| Brief |
Search the records for "Hash". Copy every line where it appears.

(Dataset entries)
---+---
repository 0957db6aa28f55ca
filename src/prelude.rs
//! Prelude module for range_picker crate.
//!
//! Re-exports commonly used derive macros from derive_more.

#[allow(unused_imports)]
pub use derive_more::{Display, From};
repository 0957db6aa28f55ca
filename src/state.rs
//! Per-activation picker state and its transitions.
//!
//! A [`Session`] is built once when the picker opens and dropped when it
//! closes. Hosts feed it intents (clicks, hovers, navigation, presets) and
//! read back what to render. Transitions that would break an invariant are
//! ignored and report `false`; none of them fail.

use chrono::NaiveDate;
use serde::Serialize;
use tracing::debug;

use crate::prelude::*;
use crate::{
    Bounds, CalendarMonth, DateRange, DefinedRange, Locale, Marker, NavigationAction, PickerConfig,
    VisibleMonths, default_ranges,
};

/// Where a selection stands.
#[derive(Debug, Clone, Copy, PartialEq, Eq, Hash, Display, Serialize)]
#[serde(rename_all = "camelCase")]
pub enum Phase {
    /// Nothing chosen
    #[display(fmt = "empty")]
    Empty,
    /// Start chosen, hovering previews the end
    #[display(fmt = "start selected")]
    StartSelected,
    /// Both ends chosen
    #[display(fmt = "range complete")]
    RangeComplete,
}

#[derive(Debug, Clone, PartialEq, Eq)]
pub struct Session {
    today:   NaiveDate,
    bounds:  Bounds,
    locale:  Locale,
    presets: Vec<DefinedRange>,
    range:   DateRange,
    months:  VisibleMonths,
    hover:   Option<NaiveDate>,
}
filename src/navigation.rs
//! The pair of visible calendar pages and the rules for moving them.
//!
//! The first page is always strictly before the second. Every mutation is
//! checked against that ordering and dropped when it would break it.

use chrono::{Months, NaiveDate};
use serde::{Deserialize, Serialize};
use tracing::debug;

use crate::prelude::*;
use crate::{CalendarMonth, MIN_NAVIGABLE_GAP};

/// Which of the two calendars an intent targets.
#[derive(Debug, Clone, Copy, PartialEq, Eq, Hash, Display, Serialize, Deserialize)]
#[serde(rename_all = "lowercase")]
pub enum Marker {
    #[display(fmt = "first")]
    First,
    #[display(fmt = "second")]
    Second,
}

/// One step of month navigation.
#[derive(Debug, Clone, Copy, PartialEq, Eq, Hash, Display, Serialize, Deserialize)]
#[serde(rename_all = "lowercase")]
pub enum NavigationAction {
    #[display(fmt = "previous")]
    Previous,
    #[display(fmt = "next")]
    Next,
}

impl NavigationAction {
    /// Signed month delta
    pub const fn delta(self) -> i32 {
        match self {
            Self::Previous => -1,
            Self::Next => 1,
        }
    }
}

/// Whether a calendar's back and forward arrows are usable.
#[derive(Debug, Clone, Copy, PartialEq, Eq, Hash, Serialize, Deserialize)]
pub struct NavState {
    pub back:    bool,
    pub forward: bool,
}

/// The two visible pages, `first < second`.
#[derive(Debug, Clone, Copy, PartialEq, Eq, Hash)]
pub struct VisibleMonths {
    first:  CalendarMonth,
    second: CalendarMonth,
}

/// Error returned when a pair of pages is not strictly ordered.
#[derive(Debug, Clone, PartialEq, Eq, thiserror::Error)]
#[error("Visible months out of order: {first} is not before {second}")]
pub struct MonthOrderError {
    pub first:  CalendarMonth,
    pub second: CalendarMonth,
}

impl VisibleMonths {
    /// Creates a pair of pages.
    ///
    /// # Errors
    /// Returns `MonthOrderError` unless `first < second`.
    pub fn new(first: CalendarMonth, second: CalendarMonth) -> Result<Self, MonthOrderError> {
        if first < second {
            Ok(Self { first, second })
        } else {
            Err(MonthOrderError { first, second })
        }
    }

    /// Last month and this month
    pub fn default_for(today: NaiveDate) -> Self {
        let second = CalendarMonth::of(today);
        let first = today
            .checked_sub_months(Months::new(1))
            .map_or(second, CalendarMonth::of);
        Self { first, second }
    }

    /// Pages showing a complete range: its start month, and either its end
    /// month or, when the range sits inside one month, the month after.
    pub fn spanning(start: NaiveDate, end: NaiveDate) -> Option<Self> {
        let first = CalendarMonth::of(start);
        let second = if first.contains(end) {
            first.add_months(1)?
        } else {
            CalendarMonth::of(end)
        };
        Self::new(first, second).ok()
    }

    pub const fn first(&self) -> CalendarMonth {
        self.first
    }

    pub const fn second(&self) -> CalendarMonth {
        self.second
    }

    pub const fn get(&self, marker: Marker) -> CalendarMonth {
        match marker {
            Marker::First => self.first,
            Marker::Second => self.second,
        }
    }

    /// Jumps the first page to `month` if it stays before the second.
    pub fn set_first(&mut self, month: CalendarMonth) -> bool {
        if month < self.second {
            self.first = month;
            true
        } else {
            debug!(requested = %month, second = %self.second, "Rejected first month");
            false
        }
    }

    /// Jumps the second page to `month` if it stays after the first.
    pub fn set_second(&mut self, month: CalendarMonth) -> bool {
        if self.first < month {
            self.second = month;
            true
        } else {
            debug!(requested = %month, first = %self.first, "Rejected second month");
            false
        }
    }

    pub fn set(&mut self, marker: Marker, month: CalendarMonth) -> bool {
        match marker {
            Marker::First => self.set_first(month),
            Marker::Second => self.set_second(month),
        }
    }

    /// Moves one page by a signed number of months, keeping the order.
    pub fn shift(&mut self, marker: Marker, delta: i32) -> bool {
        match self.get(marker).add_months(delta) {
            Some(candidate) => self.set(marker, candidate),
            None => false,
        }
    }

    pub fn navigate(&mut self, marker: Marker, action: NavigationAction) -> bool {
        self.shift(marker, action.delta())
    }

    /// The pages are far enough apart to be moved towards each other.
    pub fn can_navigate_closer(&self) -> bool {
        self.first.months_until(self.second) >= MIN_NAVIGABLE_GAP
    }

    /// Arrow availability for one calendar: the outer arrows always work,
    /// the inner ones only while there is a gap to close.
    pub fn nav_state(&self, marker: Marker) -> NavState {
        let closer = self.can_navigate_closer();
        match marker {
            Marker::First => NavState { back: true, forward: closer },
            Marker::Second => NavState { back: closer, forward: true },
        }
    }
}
---+---
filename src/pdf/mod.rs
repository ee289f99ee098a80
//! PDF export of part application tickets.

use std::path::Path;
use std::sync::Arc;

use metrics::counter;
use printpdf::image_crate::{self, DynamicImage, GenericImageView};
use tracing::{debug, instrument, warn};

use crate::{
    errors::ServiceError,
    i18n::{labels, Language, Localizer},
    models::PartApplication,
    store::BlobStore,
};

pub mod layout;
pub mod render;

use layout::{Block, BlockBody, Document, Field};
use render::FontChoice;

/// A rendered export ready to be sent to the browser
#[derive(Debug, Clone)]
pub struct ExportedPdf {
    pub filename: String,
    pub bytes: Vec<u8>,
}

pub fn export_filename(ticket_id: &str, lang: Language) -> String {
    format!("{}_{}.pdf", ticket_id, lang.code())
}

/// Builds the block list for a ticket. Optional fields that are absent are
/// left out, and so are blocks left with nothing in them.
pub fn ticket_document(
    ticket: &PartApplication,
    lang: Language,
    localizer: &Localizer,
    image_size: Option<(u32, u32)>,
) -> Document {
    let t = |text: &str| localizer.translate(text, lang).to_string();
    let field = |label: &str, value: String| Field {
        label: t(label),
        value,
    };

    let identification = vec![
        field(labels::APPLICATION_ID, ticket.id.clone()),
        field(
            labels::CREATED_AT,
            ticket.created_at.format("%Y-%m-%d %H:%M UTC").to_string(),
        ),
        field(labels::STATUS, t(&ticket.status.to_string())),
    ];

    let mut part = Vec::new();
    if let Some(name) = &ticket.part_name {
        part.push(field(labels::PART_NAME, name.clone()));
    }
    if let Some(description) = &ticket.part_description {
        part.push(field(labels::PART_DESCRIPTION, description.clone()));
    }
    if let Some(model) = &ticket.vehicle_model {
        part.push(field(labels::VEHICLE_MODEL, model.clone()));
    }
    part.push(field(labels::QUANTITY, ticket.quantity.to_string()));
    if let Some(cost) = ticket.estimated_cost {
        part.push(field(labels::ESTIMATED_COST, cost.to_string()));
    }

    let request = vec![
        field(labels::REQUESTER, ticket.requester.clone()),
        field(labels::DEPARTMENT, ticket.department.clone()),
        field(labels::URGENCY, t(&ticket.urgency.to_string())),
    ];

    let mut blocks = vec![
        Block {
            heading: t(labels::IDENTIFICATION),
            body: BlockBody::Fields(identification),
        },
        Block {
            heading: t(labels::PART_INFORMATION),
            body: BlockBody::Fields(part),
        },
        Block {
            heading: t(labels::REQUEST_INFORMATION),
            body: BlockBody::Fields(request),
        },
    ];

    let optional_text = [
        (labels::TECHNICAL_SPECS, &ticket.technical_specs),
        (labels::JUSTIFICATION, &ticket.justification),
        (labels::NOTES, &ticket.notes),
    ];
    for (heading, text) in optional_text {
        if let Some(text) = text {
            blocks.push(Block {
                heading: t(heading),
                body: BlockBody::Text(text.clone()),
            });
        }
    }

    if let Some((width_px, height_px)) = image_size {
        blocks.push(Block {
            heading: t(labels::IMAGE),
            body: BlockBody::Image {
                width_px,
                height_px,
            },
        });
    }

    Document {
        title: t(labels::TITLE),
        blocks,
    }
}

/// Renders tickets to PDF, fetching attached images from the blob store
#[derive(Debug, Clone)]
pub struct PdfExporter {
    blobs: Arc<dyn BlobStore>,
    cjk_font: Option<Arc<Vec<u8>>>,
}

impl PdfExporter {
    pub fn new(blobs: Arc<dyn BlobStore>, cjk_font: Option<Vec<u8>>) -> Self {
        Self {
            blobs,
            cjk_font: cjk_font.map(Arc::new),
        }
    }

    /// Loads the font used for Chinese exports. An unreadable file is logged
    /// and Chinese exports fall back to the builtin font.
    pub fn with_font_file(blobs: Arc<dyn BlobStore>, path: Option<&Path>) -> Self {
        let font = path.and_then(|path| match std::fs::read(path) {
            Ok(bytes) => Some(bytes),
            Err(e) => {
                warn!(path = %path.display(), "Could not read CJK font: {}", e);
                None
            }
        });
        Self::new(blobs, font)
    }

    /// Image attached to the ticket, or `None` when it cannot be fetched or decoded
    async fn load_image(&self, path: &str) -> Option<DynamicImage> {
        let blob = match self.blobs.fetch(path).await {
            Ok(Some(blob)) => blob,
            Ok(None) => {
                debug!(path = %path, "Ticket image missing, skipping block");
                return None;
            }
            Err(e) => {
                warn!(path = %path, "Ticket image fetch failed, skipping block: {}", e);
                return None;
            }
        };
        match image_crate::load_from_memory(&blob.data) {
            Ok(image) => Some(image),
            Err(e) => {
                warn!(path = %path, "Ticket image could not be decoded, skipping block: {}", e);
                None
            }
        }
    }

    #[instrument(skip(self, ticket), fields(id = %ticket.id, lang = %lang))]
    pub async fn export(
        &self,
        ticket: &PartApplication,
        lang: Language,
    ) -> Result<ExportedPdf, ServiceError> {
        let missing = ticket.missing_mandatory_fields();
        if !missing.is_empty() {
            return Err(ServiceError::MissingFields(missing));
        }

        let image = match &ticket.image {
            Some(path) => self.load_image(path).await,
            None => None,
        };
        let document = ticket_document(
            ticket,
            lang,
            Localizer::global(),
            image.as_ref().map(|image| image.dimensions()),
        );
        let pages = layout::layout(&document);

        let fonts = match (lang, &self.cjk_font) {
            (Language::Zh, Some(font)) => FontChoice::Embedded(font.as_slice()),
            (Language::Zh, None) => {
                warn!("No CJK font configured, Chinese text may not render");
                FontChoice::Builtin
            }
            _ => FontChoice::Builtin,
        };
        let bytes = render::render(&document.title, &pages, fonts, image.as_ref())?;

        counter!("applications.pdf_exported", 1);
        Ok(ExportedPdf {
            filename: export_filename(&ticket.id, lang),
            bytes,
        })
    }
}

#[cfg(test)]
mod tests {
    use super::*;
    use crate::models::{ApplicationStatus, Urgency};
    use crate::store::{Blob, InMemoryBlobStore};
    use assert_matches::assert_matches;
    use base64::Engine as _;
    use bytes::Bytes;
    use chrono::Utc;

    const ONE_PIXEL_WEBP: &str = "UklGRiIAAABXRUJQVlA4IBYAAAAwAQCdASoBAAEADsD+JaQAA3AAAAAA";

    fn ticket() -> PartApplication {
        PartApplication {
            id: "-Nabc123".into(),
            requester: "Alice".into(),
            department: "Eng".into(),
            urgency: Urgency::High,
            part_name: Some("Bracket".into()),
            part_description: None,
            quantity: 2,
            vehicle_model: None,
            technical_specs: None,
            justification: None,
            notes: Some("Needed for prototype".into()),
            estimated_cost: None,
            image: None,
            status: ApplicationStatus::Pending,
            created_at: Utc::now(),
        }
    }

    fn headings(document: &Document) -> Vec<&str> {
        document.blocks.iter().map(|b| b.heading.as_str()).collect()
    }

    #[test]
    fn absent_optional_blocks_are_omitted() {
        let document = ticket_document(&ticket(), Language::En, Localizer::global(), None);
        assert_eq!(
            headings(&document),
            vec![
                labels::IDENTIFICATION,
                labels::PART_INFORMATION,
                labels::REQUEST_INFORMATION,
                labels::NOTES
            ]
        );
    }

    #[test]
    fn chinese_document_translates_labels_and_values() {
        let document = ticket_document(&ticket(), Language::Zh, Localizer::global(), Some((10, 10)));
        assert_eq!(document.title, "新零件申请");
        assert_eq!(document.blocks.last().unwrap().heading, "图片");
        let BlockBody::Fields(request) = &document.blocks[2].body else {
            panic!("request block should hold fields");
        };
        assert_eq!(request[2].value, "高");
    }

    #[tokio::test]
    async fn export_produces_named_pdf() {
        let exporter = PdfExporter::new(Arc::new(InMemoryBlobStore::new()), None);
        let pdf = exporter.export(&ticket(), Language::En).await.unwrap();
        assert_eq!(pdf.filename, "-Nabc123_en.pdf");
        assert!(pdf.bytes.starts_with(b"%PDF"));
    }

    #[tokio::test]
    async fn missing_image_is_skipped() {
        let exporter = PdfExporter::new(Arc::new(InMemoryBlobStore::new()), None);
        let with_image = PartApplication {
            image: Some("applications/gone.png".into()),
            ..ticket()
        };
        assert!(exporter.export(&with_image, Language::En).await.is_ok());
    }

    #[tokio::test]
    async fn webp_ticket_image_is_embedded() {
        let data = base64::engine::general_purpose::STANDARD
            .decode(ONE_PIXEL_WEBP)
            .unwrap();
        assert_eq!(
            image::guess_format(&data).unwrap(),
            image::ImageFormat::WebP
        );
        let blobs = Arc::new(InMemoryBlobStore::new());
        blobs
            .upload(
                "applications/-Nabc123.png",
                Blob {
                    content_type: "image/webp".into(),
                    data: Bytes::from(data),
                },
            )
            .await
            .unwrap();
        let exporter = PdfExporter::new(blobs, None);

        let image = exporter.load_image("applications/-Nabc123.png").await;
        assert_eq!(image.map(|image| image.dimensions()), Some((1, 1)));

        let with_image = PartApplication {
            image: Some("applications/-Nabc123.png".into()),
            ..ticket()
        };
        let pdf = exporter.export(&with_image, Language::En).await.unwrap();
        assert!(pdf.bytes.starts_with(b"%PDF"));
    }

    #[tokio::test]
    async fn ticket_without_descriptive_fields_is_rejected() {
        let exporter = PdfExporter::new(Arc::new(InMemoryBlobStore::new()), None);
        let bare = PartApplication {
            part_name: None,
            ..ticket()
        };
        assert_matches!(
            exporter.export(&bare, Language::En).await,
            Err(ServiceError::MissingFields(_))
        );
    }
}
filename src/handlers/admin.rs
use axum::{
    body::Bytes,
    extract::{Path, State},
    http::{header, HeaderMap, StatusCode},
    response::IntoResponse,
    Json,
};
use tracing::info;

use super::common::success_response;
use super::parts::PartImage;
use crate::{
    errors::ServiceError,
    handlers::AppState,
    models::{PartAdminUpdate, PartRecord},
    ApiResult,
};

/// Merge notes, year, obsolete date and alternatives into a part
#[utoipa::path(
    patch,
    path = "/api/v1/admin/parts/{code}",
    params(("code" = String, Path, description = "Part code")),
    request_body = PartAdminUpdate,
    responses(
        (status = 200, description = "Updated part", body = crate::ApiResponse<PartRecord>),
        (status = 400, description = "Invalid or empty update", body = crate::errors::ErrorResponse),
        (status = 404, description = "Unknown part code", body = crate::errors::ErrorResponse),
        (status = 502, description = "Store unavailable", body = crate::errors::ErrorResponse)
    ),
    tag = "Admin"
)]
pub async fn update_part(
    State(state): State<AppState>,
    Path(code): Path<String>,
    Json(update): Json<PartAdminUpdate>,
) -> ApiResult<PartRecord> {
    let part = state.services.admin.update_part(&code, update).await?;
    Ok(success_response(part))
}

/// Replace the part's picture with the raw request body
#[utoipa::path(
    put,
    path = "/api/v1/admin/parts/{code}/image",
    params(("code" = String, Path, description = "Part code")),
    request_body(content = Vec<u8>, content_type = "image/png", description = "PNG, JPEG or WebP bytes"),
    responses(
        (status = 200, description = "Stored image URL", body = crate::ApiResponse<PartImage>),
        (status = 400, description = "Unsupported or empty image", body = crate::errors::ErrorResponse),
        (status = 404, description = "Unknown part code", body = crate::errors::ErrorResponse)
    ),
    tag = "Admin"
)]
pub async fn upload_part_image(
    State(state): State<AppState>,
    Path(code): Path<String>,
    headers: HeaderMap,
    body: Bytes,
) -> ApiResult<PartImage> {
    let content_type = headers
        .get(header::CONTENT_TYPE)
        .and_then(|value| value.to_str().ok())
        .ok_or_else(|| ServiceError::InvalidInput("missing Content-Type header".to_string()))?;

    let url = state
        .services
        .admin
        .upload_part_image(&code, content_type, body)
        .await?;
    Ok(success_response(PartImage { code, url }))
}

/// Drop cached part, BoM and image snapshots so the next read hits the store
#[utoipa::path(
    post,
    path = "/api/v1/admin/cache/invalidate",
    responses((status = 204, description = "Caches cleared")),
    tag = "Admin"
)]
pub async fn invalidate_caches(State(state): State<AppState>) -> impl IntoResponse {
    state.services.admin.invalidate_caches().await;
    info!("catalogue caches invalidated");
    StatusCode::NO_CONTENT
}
---+---
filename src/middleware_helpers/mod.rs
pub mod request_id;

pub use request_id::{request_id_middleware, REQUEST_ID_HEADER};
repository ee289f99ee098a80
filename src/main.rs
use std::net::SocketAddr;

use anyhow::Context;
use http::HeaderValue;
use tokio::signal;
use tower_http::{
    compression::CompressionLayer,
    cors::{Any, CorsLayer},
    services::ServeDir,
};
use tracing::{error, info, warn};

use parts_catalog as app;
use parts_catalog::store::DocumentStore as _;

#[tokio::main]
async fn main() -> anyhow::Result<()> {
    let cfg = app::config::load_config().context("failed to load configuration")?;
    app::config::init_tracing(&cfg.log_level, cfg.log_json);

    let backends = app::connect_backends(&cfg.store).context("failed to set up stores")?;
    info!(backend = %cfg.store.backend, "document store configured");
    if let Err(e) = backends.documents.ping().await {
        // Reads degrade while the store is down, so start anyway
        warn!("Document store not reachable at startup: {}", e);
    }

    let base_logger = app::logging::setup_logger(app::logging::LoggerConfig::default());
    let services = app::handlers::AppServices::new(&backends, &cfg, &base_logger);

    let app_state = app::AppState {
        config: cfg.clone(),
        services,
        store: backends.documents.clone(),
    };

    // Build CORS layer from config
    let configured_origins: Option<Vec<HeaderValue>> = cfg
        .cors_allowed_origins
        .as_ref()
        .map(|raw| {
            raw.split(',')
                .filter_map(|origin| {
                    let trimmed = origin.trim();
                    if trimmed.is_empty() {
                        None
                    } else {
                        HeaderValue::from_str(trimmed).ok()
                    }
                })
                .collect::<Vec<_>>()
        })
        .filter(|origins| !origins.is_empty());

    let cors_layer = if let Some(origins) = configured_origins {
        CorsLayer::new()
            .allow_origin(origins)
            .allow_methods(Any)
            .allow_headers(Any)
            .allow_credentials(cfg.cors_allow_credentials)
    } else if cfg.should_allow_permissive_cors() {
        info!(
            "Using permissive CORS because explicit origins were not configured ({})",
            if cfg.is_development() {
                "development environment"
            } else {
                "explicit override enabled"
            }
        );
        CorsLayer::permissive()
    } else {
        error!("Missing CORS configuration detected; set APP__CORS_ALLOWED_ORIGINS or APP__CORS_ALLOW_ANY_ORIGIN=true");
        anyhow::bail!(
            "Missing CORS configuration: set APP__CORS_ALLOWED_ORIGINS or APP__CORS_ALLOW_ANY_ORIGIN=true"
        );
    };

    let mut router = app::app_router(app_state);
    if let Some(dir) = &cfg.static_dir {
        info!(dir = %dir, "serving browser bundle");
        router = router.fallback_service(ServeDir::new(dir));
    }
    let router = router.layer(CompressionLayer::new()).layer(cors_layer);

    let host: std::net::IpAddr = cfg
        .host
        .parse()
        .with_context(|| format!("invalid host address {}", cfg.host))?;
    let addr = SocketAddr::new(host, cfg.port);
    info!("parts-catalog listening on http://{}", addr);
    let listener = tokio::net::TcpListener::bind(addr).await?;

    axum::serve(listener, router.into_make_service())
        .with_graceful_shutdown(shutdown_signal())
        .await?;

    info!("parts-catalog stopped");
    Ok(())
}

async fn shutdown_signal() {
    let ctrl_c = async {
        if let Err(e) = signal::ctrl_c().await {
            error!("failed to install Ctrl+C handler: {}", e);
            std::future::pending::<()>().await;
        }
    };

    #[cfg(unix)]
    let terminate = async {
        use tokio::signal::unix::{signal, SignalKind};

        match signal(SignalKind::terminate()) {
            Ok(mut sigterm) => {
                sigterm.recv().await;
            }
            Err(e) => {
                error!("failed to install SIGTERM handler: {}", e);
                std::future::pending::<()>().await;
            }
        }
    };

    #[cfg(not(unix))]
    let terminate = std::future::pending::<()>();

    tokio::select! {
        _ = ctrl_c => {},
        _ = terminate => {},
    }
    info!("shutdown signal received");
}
---+---
| Solution |
#[derive(Debug, Clone, Copy, PartialEq, Eq, Hash, Display, Serialize)]
#[derive(Debug, Clone, Copy, PartialEq, Eq, Hash, Display, Serialize, Deserialize)]
#[derive(Debug, Clone, Copy, PartialEq, Eq, Hash, Display, Serialize, Deserialize)]
#[derive(Debug, Clone, Copy, PartialEq, Eq, Hash, Serialize, Deserialize)]
#[derive(Debug, Clone, Copy, PartialEq, Eq, Hash)]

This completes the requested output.